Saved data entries
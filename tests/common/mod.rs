use lendwallet::application::ledger::Ledger;
use lendwallet::application::loans::LoanBook;
use lendwallet::infrastructure::in_memory::{InMemoryLedgerStore, InMemoryLoanStore};
use std::fs::File;
use std::io::Error;
use std::path::Path;

/// A ledger over a fresh in-memory store, plus the store itself for
/// sharing with other services or direct inspection.
pub fn ledger() -> (Ledger, InMemoryLedgerStore) {
    let store = InMemoryLedgerStore::new();
    (Ledger::new(Box::new(store.clone())), store)
}

/// A loan book and a ledger sharing one wallet store, so wallet balances
/// feed the credit-limit computation.
pub fn loan_book() -> (LoanBook, Ledger) {
    let wallet_store = InMemoryLedgerStore::new();
    let loan_store = InMemoryLoanStore::new();
    let book = LoanBook::new(
        Box::new(loan_store.clone()),
        Box::new(wallet_store.clone()),
    );
    let ledger = Ledger::new(Box::new(wallet_store));
    (book, ledger)
}

/// Writes an operations CSV with the standard five-column header.
pub fn write_ops_csv(path: &Path, rows: &[[&str; 5]]) -> Result<(), Error> {
    let file = File::create(path)?;
    let mut wtr = csv::WriterBuilder::new().from_writer(file);

    wtr.write_record(["op", "user", "amount", "account", "detail"])?;
    for row in rows {
        wtr.write_record(row)?;
    }
    wtr.flush()?;
    Ok(())
}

- _Task statement_
The data must be given again in full, exactly as written.

- _Exercise output_
filename tests/common/mod.rs
use lendwallet::application::ledger::Ledger;
use lendwallet::application::loans::LoanBook;
use lendwallet::infrastructure::in_memory::{InMemoryLedgerStore, InMemoryLoanStore};
use std::fs::File;
use std::io::Error;
use std::path::Path;

/// A ledger over a fresh in-memory store, plus the store itself for
/// sharing with other services or direct inspection.
pub fn ledger() -> (Ledger, InMemoryLedgerStore) {
    let store = InMemoryLedgerStore::new();
    (Ledger::new(Box::new(store.clone())), store)
}

/// A loan book and a ledger sharing one wallet store, so wallet balances
/// feed the credit-limit computation.
pub fn loan_book() -> (LoanBook, Ledger) {
    let wallet_store = InMemoryLedgerStore::new();
    let loan_store = InMemoryLoanStore::new();
    let book = LoanBook::new(
        Box::new(loan_store.clone()),
        Box::new(wallet_store.clone()),
    );
    let ledger = Ledger::new(Box::new(wallet_store));
    (book, ledger)
}

/// Writes an operations CSV with the standard five-column header.
pub fn write_ops_csv(path: &Path, rows: &[[&str; 5]]) -> Result<(), Error> {
    let file = File::create(path)?;
    let mut wtr = csv::WriterBuilder::new().from_writer(file);

    wtr.write_record(["op", "user", "amount", "account", "detail"])?;
    for row in rows {
        wtr.write_record(row)?;
    }
    wtr.flush()?;
    Ok(())
}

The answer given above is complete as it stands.